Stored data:

————

#[derive(Clone)]
pub struct AnthropicBackend {
    http: reqwest::Client,
    api_key: String,
    base_url: String,
}

impl AnthropicBackend {
    pub fn new(http: reqwest::Client, api_key: &str) -> Self {
        Self::with_base_url(http, api_key, ANTHROPIC_API_BASE)
    }

    pub fn with_base_url(http: reqwest::Client, api_key: &str, base_url: &str) -> Self {
        Self {
            http,
            api_key: api_key.to_string(),
            base_url: base_url.trim_end_matches('/').to_string(),
        }
    }

    fn messages_url(&self) -> String {
        format!("{}/v1/messages", self.base_url)
    }
}

#[async_trait]
impl ChatBackend for AnthropicBackend {
    #[tracing::instrument(level = "info", skip_all, fields(model = %request.model))]
    async fn create(&self, request: &ChatRequest<'_>) -> Result<ChatResponse> {
        let req = AnthropicRequest::new(request)?;
        let started = Instant::now();

        let response = self
            .http
            .post(self.messages_url())
            .header("x-api-key", &self.api_key)
            .header("anthropic-version", ANTHROPIC_VERSION)
            .json(&req)
            .send()
            .await?;

        let status = response.status();
        let body = response.text().await?;
        tracing::debug!(
            %status,
            latency_ms = started.elapsed().as_millis() as u64,
            body_len = body.len(),
            "anthropic chat completed"
        );
        if !status.is_success() {
            return Err(LlmError::Backend(format!(
                "anthropic chat status={status} body={body}"
            )));
        }

        let parsed: AnthropicResponse = serde_json::from_str(&body)?;
        parsed.try_into()
    }
}

#[derive(Debug, Serialize)]
struct AnthropicRequest {
    model: String,
    max_tokens: u32,
    temperature: f32,
    #[serde(skip_serializing_if = "String::is_empty")]
    system: String,
    messages: Vec<AnthropicMessage>,
    #[serde(skip_serializing_if = "Vec::is_empty")]
    tools: Vec<AnthropicTool>,
    #[serde(flatten)]
    extra: serde_json::Map<String, serde_json::Value>,
}

impl AnthropicRequest {
    fn new(request: &ChatRequest<'_>) -> Result<Self> {
        let mut system = request.system.map(str::trim).unwrap_or_default().to_string();
        let mut out_messages: Vec<AnthropicMessage> = Vec::new();

        for m in request.messages {
            match m.role {
                Role::System => {
                    if !system.is_empty() {
                        system.push('\n');
                    }
                    system.push_str(m.content.trim());
                }
                Role::User => out_messages.push(to_anthropic_user_message(m)),
                Role::Assistant => match to_anthropic_assistant_message(m) {
                    Some(msg) => out_messages.push(msg),
                    // An empty turn carries nothing and Anthropic rejects empty content.
                    None => tracing::debug!("skipping empty assistant message"),
                },
                Role::Tool => {
                    let block = to_anthropic_tool_result_block(m)?;
                    // Results answering one assistant turn travel in a single user message.
                    let merge = out_messages.last().is_some_and(AnthropicMessage::is_tool_results);
                    match out_messages.last_mut() {
                        Some(last) if merge => last.content.push(block),
                        _ => out_messages.push(AnthropicMessage {
                            role: "user".to_string(),
                            content: vec![block],
                        }),
                    }
                }
            }
        }

        Ok(Self {
            model: request.model.to_string(),
            max_tokens: request.max_tokens,
            temperature: request.temperature,
            system,
            messages: out_messages,
            tools: request.tools.iter().map(to_anthropic_tool).collect(),
            extra: request.extra.clone(),
        })
    }
}

#[derive(Debug, Serialize)]
struct AnthropicTool {
    name: String,
    description: String,
    input_schema: serde_json::Value,
}

fn to_anthropic_tool(t: &ToolDefinition) -> AnthropicTool {
    AnthropicTool {
        name: t.name.clone(),
        description: t.description.clone(),
        input_schema: t.parameters.clone(),
    }
}

#[derive(Debug, Serialize)]
struct AnthropicMessage {
    role: String,
    content: Vec<AnthropicContentBlock>,
}

impl AnthropicMessage {
    fn is_tool_results(&self) -> bool {
        self.role == "user"
            && !self.content.is_empty()
            && self
                .content
                .iter()
                .all(|b| matches!(b, AnthropicContentBlock::ToolResult { .. }))
    }
}

#[derive(Debug, Clone, Serialize, Deserialize)]
#[serde(tag = "type", rename_all = "snake_case")]
enum AnthropicContentBlock {
    Text {
        text: String,
    },
    ToolUse {
        id: String,
        name: String,
        input: serde_json::Value,
    },
    ToolResult {
        tool_use_id: String,
        content: String,
    },
}

fn to_anthropic_user_message(m: &ChatMessage) -> AnthropicMessage {
    AnthropicMessage {
        role: "user".to_string(),
        content: vec![AnthropicContentBlock::Text {
            text: m.content.clone(),
        }],
    }
}

fn to_anthropic_tool_result_block(m: &ChatMessage) -> Result<AnthropicContentBlock> {
    let tool_use_id = m.tool_call_id.clone().ok_or_else(|| {
        LlmError::InvalidInput("tool result message is missing tool_call_id".to_string())
    })?;
    Ok(AnthropicContentBlock::ToolResult {
        tool_use_id,
        content: m.content.clone(),
    })
}

fn to_anthropic_assistant_message(m: &ChatMessage) -> Option<AnthropicMessage> {
    let mut blocks = Vec::new();
    if !m.content.trim().is_empty() {
        blocks.push(AnthropicContentBlock::Text {
            text: m.content.clone(),
        });
    }
    for tc in &m.tool_calls {
        let input: serde_json::Value = match serde_json::from_str(&tc.arguments) {
            Ok(v) => v,
            Err(e) => {
                tracing::warn!(
                    tool_call_id = %tc.id,
                    tool_name = %tc.name,
                    error = %e,
                    "stored tool arguments are not valid JSON; sending empty input"
                );
                serde_json::json!({})
            }
        };
        blocks.push(AnthropicContentBlock::ToolUse {
            id: tc.id.clone(),
            name: tc.name.clone(),
            input,
        });
    }
    if blocks.is_empty() {
        return None;
    }
    Some(AnthropicMessage {
        role: "assistant".to_string(),
        content: blocks,
    })
}

#[derive(Debug, Deserialize)]
struct AnthropicResponse {
    #[serde(default)]
    content: Vec<AnthropicContentBlock>,
    #[serde(default)]
    stop_reason: Option<String>,
    #[serde(default)]
    usage: AnthropicUsage,
}

#[derive(Debug, Default, Deserialize)]
struct AnthropicUsage {
    #[serde(default)]
    input_tokens: u64,
    #[serde(default)]
    output_tokens: u64,
}

impl TryFrom<AnthropicResponse> for ChatResponse {
    type Error = LlmError;

    fn try_from(v: AnthropicResponse) -> Result<Self> {
        let mut content = String::new();
        let mut tool_calls = Vec::new();

        for block in v.content {
            match block {
                AnthropicContentBlock::Text { text } => content.push_str(&text),
                AnthropicContentBlock::ToolUse { id, name, input } => {
                    tool_calls.push(ToolCall {
                        id,
                        name,
                        arguments: serde_json::to_string(&input)?,
                    });
                }
                AnthropicContentBlock::ToolResult { .. } => {}
            }
        }

        Ok(ChatResponse {
            message: ChatMessage {
                role: Role::Assistant,
                content,
                tool_calls,
                tool_call_id: None,
            },
            usage: Usage {
                input_tokens: u32::try_from(v.usage.input_tokens).unwrap_or(u32::MAX),
                output_tokens: u32::try_from(v.usage.output_tokens).unwrap_or(u32::MAX),
            },
            finish_reason: FinishReason::from_provider(
                v.stop_reason.as_deref().unwrap_or("unknown"),
            ),
        })
    }
}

————

WHAT IS NEEDED: Reproduce the entries above in full by retyping them exactly.

RESPONSE TO THIS TASK:
#[derive(Clone)]
pub struct AnthropicBackend {
    http: reqwest::Client,
    api_key: String,
    base_url: String,
}

impl AnthropicBackend {
    pub fn new(http: reqwest::Client, api_key: &str) -> Self {
        Self::with_base_url(http, api_key, ANTHROPIC_API_BASE)
    }

    pub fn with_base_url(http: reqwest::Client, api_key: &str, base_url: &str) -> Self {
        Self {
            http,
            api_key: api_key.to_string(),
            base_url: base_url.trim_end_matches('/').to_string(),
        }
    }

    fn messages_url(&self) -> String {
        format!("{}/v1/messages", self.base_url)
    }
}

#[async_trait]
impl ChatBackend for AnthropicBackend {
    #[tracing::instrument(level = "info", skip_all, fields(model = %request.model))]
    async fn create(&self, request: &ChatRequest<'_>) -> Result<ChatResponse> {
        let req = AnthropicRequest::new(request)?;
        let started = Instant::now();

        let response = self
            .http
            .post(self.messages_url())
            .header("x-api-key", &self.api_key)
            .header("anthropic-version", ANTHROPIC_VERSION)
            .json(&req)
            .send()
            .await?;

        let status = response.status();
        let body = response.text().await?;
        tracing::debug!(
            %status,
            latency_ms = started.elapsed().as_millis() as u64,
            body_len = body.len(),
            "anthropic chat completed"
        );
        if !status.is_success() {
            return Err(LlmError::Backend(format!(
                "anthropic chat status={status} body={body}"
            )));
        }

        let parsed: AnthropicResponse = serde_json::from_str(&body)?;
        parsed.try_into()
    }
}

#[derive(Debug, Serialize)]
struct AnthropicRequest {
    model: String,
    max_tokens: u32,
    temperature: f32,
    #[serde(skip_serializing_if = "String::is_empty")]
    system: String,
    messages: Vec<AnthropicMessage>,
    #[serde(skip_serializing_if = "Vec::is_empty")]
    tools: Vec<AnthropicTool>,
    #[serde(flatten)]
    extra: serde_json::Map<String, serde_json::Value>,
}

impl AnthropicRequest {
    fn new(request: &ChatRequest<'_>) -> Result<Self> {
        let mut system = request.system.map(str::trim).unwrap_or_default().to_string();
        let mut out_messages: Vec<AnthropicMessage> = Vec::new();

        for m in request.messages {
            match m.role {
                Role::System => {
                    if !system.is_empty() {
                        system.push('\n');
                    }
                    system.push_str(m.content.trim());
                }
                Role::User => out_messages.push(to_anthropic_user_message(m)),
                Role::Assistant => match to_anthropic_assistant_message(m) {
                    Some(msg) => out_messages.push(msg),
                    // An empty turn carries nothing and Anthropic rejects empty content.
                    None => tracing::debug!("skipping empty assistant message"),
                },
                Role::Tool => {
                    let block = to_anthropic_tool_result_block(m)?;
                    // Results answering one assistant turn travel in a single user message.
                    let merge = out_messages.last().is_some_and(AnthropicMessage::is_tool_results);
                    match out_messages.last_mut() {
                        Some(last) if merge => last.content.push(block),
                        _ => out_messages.push(AnthropicMessage {
                            role: "user".to_string(),
                            content: vec![block],
                        }),
                    }
                }
            }
        }

        Ok(Self {
            model: request.model.to_string(),
            max_tokens: request.max_tokens,
            temperature: request.temperature,
            system,
            messages: out_messages,
            tools: request.tools.iter().map(to_anthropic_tool).collect(),
            extra: request.extra.clone(),
        })
    }
}

#[derive(Debug, Serialize)]
struct AnthropicTool {
    name: String,
    description: String,
    input_schema: serde_json::Value,
}

fn to_anthropic_tool(t: &ToolDefinition) -> AnthropicTool {
    AnthropicTool {
        name: t.name.clone(),
        description: t.description.clone(),
        input_schema: t.parameters.clone(),
    }
}

#[derive(Debug, Serialize)]
struct AnthropicMessage {
    role: String,
    content: Vec<AnthropicContentBlock>,
}

impl AnthropicMessage {
    fn is_tool_results(&self) -> bool {
        self.role == "user"
            && !self.content.is_empty()
            && self
                .content
                .iter()
                .all(|b| matches!(b, AnthropicContentBlock::ToolResult { .. }))
    }
}

#[derive(Debug, Clone, Serialize, Deserialize)]
#[serde(tag = "type", rename_all = "snake_case")]
enum AnthropicContentBlock {
    Text {
        text: String,
    },
    ToolUse {
        id: String,
        name: String,
        input: serde_json::Value,
    },
    ToolResult {
        tool_use_id: String,
        content: String,
    },
}

fn to_anthropic_user_message(m: &ChatMessage) -> AnthropicMessage {
    AnthropicMessage {
        role: "user".to_string(),
        content: vec![AnthropicContentBlock::Text {
            text: m.content.clone(),
        }],
    }
}

fn to_anthropic_tool_result_block(m: &ChatMessage) -> Result<AnthropicContentBlock> {
    let tool_use_id = m.tool_call_id.clone().ok_or_else(|| {
        LlmError::InvalidInput("tool result message is missing tool_call_id".to_string())
    })?;
    Ok(AnthropicContentBlock::ToolResult {
        tool_use_id,
        content: m.content.clone(),
    })
}

fn to_anthropic_assistant_message(m: &ChatMessage) -> Option<AnthropicMessage> {
    let mut blocks = Vec::new();
    if !m.content.trim().is_empty() {
        blocks.push(AnthropicContentBlock::Text {
            text: m.content.clone(),
        });
    }
    for tc in &m.tool_calls {
        let input: serde_json::Value = match serde_json::from_str(&tc.arguments) {
            Ok(v) => v,
            Err(e) => {
                tracing::warn!(
                    tool_call_id = %tc.id,
                    tool_name = %tc.name,
                    error = %e,
                    "stored tool arguments are not valid JSON; sending empty input"
                );
                serde_json::json!({})
            }
        };
        blocks.push(AnthropicContentBlock::ToolUse {
            id: tc.id.clone(),
            name: tc.name.clone(),
            input,
        });
    }
    if blocks.is_empty() {
        return None;
    }
    Some(AnthropicMessage {
        role: "assistant".to_string(),
        content: blocks,
    })
}

#[derive(Debug, Deserialize)]
struct AnthropicResponse {
    #[serde(default)]
    content: Vec<AnthropicContentBlock>,
    #[serde(default)]
    stop_reason: Option<String>,
    #[serde(default)]
    usage: AnthropicUsage,
}

#[derive(Debug, Default, Deserialize)]
struct AnthropicUsage {
    #[serde(default)]
    input_tokens: u64,
    #[serde(default)]
    output_tokens: u64,
}

impl TryFrom<AnthropicResponse> for ChatResponse {
    type Error = LlmError;

    fn try_from(v: AnthropicResponse) -> Result<Self> {
        let mut content = String::new();
        let mut tool_calls = Vec::new();

        for block in v.content {
            match block {
                AnthropicContentBlock::Text { text } => content.push_str(&text),
                AnthropicContentBlock::ToolUse { id, name, input } => {
                    tool_calls.push(ToolCall {
                        id,
                        name,
                        arguments: serde_json::to_string(&input)?,
                    });
                }
                AnthropicContentBlock::ToolResult { .. } => {}
            }
        }

        Ok(ChatResponse {
            message: ChatMessage {
                role: Role::Assistant,
                content,
                tool_calls,
                tool_call_id: None,
            },
            usage: Usage {
                input_tokens: u32::try_from(v.usage.input_tokens).unwrap_or(u32::MAX),
                output_tokens: u32::try_from(v.usage.output_tokens).unwrap_or(u32::MAX),
            },
            finish_reason: FinishReason::from_provider(
                v.stop_reason.as_deref().unwrap_or("unknown"),
            ),
        })
    }
}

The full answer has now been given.